Los soldados le agarraron las muñecas y le golpearon las manos contra la pared con increíble fuerza. Parecían tener músculos artificiales en sus trajes y no pudo resistirse.

Le colocaron unas esposas de acero en las muñecas y luego buscaron pernos en la pared, y finalmente usaron una herramienta eléctrica para asegurar las esposas en su sitio. Repitieron el proceso con sus pies.

—¡No! ¡Alto!

Mientras tanto, el nazi fantasmal observaba, fumando su cigarrillo con su larga boquilla.

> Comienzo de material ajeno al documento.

use crate::errors::ChatError;
use crate::model::{Conversation, Message};
use crate::seed;
use chrono::{DateTime, Utc};
use tokio::sync::Mutex;
use tracing::debug;

/// One row of the chat-list sidebar: a conversation plus its latest activity.
#[derive(Debug, Clone)]
pub struct ChatListEntry {
    pub conversation: Conversation,
    /// One-line preview of the newest message, prefixed with the sender name
    /// for inbound group messages. `None` for an empty history.
    pub preview: Option<String>,
    pub last_activity: Option<DateTime<Utc>>,
}

#[derive(Default)]
struct Inner {
    conversations: Vec<Conversation>,
    /// Append-only within a session; insertion order is chronological order.
    messages: Vec<Message>,
}

/// The backing store for conversations and messages.
///
/// Explicitly owned and instantiable — every session or test creates its own
/// store, so state never leaks between them. Mutation happens behind a single
/// async mutex because delivery settlement runs on a spawned task; all other
/// access comes from one UI event stream.
pub struct ChatStore {
    inner: Mutex<Inner>,
}

impl Default for ChatStore {
    fn default() -> Self {
        Self::new()
    }
}

impl ChatStore {
    /// An empty store with no conversations.
    pub fn new() -> Self {
        Self {
            inner: Mutex::new(Inner::default()),
        }
    }

    /// A store pre-populated with the fixed sample conversations and history.
    pub fn with_sample_data() -> Self {
        Self {
            inner: Mutex::new(Inner {
                conversations: seed::conversations(),
                messages: seed::messages(),
            }),
        }
    }

    pub async fn add_conversation(&self, conversation: Conversation) {
        let mut inner = self.inner.lock().await;
        if inner.conversations.iter().any(|c| c.id == conversation.id) {
            debug!("conversation {} already exists, ignoring", conversation.id);
            return;
        }
        inner.conversations.push(conversation);
    }

    pub async fn conversation(&self, id: &str) -> Option<Conversation> {
        let inner = self.inner.lock().await;
        inner.conversations.iter().find(|c| c.id == id).cloned()
    }

    pub async fn conversations(&self) -> Vec<Conversation> {
        self.inner.lock().await.conversations.clone()
    }

    /// Append a message. The owning conversation must exist — messages
    /// addressed to unknown conversations would never be projected.
    pub async fn append(&self, message: Message) -> Result<(), ChatError> {
        let mut inner = self.inner.lock().await;
        if !inner
            .conversations
            .iter()
            .any(|c| c.id == message.conversation_id)
        {
            return Err(ChatError::UnknownConversation(
                message.conversation_id.clone(),
            ));
        }
        debug!(
            "appending message {} to conversation {}",
            message.id, message.conversation_id
        );
        inner.messages.push(message);
        Ok(())
    }

    /// The ordered history of one conversation: exactly the messages whose
    /// owning id matches, in insertion order. Empty (never an error) for an
    /// unknown or message-less conversation. Recomputed on every call — the
    /// result is never cached, so it can never go stale after an append.
    pub async fn messages_for(&self, conversation_id: &str) -> Vec<Message> {
        let inner = self.inner.lock().await;
        inner
            .messages
            .iter()
            .filter(|m| m.conversation_id == conversation_id)
            .cloned()
            .collect()
    }

    pub async fn message_count(&self) -> usize {
        self.inner.lock().await.messages.len()
    }

    /// Remove every message owned by `conversation_id`, leaving other
    /// conversations untouched. Idempotent. Returns the removed count.
    pub async fn clear(&self, conversation_id: &str) -> usize {
        let mut inner = self.inner.lock().await;
        let before = inner.messages.len();
        inner.messages.retain(|m| m.conversation_id != conversation_id);
        let removed = before - inner.messages.len();
        if removed > 0 {
            debug!("cleared {} messages from {}", removed, conversation_id);
        }
        removed
    }

    /// Settle an optimistic message from Sending to Sent. Returns `false` if
    /// the message no longer exists (e.g. its conversation was cleared while
    /// the delivery simulation was in flight).
    pub async fn mark_sent(&self, message_id: &str) -> bool {
        use crate::model::DeliveryStatus;
        let mut inner = self.inner.lock().await;
        match inner.messages.iter_mut().find(|m| m.id == message_id) {
            Some(message) => {
                message.status = Some(DeliveryStatus::Sent);
                true
            }
            None => false,
        }
    }

    /// Returns `false` when the conversation is unknown.
    pub async fn set_muted(&self, conversation_id: &str, muted: bool) -> bool {
        let mut inner = self.inner.lock().await;
        match inner
            .conversations
            .iter_mut()
            .find(|c| c.id == conversation_id)
        {
            Some(conversation) => {
                conversation.muted = muted;
                true
            }
            None => false,
        }
    }

    /// Update the free-form presence line. Returns `false` when unknown.
    pub async fn set_status(&self, conversation_id: &str, status: &str) -> bool {
        let mut inner = self.inner.lock().await;
        match inner
            .conversations
            .iter_mut()
            .find(|c| c.id == conversation_id)
        {
            Some(conversation) => {
                conversation.status = status.to_string();
                true
            }
            None => false,
        }
    }

    /// Sidebar projection: every conversation with its latest message preview,
    /// most recently active first. Conversations without messages keep their
    /// seed order at the end.
    pub async fn chat_list(&self) -> Vec<ChatListEntry> {
        let inner = self.inner.lock().await;
        let mut entries: Vec<ChatListEntry> = inner
            .conversations
            .iter()
            .map(|conversation| {
                let last = inner
                    .messages
                    .iter()
                    .rev()
                    .find(|m| m.conversation_id == conversation.id);
                let preview = last.map(|m| match &m.sender_name {
                    Some(sender) => format!("{}: {}", sender, m.preview()),
                    None => m.preview(),
                });
                ChatListEntry {
                    conversation: conversation.clone(),
                    preview,
                    last_activity: last.map(|m| m.sent_at),
                }
            })
            .collect();
        entries.sort_by(|a, b| b.last_activity.cmp(&a.last_activity));
        entries
    }

    /// Case-insensitive name filter backing the chat-list search input.
    pub async fn search(&self, query: &str) -> Vec<Conversation> {
        let query = query.trim().to_lowercase();
        let inner = self.inner.lock().await;
        if query.is_empty() {
            return inner.conversations.clone();
        }
        inner
            .conversations
            .iter()
            .filter(|c| c.name.to_lowercase().contains(&query))
            .cloned()
            .collect()
    }
}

Los soldados finalmente se pusieron firmes.

—¡Terminado, señor!

Gut. Déjennos.

Los soldados intercambiaron una mirada y se marcharon a toda prisa. Mientras lo hacían, un profundo rumor llegó a oídos de Strickland. Era como un trueno lento y moroso. A través de la amplia puerta de la enfermería llegó una motocicleta de aspecto infernal cubierta de cuchillas y símbolos y glifos místicos. Otra la siguió.

—Oh, Dios mío…

Se detuvieron junto a la aparición y desplegaron sus soportes hidráulicos. Ambas extendieron sus brazos de cuchillas con un anillo de acero.

—¡No!

El nazi se quitó la gabardina y la colgó en la cuchilla extendida de la moto más cercana. Luego se subió las mangas. Avanzó hacia Strickland con la segunda motocicleta.